(Stored items)
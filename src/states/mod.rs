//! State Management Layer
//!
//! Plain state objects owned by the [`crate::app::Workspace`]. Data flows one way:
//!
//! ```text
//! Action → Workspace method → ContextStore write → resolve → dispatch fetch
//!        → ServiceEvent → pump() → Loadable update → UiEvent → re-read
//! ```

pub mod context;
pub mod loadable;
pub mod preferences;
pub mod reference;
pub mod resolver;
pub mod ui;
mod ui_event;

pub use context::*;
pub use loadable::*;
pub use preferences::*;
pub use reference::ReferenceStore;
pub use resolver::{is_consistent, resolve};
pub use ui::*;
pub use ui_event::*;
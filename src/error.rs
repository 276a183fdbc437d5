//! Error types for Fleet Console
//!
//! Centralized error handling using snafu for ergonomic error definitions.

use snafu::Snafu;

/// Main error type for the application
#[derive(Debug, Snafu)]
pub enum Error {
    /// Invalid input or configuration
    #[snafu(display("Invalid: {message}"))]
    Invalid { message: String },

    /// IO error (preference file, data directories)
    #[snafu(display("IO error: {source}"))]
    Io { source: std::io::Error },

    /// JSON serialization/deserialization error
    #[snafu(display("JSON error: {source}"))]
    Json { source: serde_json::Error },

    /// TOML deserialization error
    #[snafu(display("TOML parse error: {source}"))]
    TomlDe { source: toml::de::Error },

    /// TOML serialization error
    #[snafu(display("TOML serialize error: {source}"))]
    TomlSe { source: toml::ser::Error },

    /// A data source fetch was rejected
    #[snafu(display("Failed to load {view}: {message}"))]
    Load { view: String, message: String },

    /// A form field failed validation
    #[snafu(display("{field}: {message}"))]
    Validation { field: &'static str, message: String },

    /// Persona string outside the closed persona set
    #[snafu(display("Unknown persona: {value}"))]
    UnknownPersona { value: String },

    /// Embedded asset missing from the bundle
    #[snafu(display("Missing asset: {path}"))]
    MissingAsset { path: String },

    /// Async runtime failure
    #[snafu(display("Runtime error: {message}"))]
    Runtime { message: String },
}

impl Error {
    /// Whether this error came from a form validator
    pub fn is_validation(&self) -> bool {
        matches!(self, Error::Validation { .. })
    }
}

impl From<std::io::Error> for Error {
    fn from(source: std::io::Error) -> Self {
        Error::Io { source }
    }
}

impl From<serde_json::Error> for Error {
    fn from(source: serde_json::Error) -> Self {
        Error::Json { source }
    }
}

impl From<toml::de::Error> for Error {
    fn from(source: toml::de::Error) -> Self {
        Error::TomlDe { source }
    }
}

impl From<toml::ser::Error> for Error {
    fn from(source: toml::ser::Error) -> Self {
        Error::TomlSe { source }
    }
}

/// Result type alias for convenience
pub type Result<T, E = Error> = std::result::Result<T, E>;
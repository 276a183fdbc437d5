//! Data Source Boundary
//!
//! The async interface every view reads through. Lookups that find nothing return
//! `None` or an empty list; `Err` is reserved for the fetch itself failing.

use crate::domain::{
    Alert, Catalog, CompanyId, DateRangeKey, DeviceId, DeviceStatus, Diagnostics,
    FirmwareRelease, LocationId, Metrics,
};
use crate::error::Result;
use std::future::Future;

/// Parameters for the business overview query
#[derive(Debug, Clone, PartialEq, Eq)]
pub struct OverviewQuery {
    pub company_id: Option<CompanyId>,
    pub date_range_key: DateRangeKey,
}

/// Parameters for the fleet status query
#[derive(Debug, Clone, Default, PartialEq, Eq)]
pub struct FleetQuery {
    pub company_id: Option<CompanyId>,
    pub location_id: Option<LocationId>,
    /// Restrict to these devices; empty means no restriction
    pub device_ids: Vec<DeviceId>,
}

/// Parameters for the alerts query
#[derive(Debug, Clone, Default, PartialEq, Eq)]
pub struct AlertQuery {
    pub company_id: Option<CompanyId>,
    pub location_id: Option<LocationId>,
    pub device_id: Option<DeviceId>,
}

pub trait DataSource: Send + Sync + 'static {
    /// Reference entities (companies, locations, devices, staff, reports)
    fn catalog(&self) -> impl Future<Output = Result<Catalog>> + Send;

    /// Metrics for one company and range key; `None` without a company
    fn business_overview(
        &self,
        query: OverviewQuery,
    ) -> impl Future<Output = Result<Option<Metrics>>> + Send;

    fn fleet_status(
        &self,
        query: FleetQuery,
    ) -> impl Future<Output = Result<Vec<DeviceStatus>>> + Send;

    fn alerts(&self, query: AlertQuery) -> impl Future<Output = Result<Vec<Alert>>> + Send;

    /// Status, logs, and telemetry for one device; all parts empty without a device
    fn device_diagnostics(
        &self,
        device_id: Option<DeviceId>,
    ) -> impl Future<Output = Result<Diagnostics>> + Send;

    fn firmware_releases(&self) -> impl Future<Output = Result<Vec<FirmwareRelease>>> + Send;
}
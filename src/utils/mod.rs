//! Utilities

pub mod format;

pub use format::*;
--
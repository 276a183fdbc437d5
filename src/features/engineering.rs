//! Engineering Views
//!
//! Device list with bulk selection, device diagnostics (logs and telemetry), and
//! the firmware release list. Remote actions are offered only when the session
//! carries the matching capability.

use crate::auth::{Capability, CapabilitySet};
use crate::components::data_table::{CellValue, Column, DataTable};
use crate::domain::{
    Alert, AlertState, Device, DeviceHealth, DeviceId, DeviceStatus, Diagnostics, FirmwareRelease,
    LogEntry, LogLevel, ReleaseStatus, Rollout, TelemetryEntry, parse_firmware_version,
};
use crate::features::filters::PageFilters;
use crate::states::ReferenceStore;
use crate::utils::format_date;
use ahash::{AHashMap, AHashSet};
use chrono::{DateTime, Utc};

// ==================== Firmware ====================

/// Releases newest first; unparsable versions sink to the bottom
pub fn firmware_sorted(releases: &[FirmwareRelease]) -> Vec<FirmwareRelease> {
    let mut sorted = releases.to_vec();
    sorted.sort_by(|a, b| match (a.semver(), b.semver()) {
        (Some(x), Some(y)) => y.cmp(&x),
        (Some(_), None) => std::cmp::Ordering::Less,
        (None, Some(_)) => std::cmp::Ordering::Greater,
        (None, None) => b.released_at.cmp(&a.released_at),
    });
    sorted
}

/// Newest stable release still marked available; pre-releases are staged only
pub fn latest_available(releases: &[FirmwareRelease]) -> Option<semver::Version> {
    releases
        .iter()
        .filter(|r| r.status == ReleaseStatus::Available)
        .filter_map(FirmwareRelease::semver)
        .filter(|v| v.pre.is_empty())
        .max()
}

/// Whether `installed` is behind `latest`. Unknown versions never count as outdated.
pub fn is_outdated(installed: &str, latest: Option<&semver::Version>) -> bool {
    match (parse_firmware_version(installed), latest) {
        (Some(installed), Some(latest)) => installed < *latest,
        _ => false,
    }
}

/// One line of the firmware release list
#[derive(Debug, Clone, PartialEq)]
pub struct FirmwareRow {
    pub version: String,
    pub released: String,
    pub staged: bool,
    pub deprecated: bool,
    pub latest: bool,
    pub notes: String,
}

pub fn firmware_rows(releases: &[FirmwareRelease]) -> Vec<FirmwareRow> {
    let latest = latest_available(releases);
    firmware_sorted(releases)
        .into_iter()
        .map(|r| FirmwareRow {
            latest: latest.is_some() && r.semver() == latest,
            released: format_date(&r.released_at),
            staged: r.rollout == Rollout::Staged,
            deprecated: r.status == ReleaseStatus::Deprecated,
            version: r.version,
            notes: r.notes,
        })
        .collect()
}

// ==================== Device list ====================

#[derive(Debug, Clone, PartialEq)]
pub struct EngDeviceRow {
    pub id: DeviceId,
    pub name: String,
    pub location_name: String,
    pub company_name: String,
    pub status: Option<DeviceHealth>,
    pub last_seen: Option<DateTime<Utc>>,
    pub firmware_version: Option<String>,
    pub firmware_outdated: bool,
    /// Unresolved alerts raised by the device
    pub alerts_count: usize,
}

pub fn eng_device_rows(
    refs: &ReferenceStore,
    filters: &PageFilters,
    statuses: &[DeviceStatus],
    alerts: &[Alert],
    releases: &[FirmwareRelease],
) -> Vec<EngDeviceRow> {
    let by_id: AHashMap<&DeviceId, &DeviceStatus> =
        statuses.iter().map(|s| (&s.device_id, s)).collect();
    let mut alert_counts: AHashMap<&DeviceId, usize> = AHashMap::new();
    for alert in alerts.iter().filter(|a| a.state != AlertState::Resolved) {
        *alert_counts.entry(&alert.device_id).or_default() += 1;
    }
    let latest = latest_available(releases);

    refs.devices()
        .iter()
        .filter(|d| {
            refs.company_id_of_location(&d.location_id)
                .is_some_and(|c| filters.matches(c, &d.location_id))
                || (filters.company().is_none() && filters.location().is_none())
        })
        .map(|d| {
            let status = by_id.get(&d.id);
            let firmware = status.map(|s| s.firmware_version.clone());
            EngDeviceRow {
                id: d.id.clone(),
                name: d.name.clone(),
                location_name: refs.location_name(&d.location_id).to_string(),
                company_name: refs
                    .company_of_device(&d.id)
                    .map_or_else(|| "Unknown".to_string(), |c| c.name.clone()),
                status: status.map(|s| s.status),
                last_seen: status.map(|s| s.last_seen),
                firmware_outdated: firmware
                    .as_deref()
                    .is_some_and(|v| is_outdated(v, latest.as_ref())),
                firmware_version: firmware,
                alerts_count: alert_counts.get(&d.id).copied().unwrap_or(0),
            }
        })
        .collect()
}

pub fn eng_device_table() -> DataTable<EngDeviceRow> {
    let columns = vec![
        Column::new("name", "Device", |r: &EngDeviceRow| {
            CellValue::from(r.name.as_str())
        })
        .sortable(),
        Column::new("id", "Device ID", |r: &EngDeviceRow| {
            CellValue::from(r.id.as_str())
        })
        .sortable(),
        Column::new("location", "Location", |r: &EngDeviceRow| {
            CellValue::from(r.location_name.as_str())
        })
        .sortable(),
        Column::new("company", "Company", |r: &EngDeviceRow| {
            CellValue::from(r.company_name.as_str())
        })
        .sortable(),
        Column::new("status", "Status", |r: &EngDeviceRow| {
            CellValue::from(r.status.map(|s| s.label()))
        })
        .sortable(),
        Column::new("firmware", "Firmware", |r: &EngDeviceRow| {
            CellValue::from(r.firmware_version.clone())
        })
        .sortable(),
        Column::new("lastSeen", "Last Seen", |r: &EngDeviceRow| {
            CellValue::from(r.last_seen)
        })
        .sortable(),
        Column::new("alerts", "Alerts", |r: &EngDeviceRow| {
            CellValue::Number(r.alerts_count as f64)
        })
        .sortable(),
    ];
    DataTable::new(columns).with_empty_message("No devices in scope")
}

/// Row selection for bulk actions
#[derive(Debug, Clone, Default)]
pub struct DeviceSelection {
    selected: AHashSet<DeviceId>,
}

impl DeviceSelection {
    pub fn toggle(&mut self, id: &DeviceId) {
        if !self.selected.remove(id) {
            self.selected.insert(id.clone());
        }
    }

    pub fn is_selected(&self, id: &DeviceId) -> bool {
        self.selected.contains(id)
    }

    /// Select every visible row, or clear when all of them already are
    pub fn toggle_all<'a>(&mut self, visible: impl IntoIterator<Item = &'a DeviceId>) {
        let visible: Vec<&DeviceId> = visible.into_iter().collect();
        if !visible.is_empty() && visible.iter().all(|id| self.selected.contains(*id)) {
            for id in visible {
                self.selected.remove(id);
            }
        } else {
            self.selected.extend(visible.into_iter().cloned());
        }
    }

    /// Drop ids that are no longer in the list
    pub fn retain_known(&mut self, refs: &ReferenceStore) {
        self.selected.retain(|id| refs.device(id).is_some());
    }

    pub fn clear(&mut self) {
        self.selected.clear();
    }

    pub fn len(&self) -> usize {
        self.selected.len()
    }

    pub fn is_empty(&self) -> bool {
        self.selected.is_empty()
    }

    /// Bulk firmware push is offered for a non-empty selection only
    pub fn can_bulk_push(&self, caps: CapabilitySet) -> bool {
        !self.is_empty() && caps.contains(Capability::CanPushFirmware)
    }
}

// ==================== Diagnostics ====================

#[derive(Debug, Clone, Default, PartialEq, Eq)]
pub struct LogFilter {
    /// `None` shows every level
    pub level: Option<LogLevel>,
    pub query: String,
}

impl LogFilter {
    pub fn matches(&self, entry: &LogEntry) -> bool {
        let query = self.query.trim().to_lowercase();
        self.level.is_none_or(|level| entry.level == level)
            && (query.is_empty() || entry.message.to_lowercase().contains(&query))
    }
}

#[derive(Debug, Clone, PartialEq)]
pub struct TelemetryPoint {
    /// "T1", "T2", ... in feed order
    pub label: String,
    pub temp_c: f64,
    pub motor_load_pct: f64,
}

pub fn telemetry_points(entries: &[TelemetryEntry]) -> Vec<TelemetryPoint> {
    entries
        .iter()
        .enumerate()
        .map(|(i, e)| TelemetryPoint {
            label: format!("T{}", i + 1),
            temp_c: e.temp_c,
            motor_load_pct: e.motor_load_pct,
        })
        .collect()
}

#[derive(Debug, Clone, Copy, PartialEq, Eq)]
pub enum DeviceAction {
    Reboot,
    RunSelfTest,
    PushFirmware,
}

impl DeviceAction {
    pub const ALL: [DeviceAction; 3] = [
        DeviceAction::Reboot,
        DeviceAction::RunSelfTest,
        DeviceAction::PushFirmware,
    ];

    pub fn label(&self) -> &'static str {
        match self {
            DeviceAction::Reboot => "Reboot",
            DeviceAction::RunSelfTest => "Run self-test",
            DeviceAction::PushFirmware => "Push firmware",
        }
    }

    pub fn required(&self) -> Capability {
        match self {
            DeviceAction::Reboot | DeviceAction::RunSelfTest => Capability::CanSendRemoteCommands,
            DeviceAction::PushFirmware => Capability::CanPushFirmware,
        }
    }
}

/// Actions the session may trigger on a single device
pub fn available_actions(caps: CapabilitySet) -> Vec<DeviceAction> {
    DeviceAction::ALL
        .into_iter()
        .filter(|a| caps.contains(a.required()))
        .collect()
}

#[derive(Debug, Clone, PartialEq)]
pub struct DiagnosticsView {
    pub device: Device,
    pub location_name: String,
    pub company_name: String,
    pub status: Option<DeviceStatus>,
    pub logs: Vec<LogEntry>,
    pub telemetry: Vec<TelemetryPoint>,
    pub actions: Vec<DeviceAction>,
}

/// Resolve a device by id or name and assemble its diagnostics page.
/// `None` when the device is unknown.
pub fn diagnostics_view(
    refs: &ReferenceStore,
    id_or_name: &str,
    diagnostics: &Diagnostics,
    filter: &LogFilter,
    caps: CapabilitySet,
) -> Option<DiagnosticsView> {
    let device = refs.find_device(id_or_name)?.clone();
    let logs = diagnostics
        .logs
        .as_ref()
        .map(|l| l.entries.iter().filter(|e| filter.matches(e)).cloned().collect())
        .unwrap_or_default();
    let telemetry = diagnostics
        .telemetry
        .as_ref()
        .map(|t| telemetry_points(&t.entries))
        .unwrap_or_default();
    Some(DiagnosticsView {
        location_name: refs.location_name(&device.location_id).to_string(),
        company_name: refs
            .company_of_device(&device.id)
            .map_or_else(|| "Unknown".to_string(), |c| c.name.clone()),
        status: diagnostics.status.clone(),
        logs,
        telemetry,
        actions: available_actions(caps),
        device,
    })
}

* [EXERCISE REQUIREMENTS]
Write out every line from the entries where "LogLevel" appears.

* [TASK ANSWER]
    LogEntry, LogLevel, ReleaseStatus, Rollout, TelemetryEntry, parse_firmware_version,
    pub level: Option<LogLevel>,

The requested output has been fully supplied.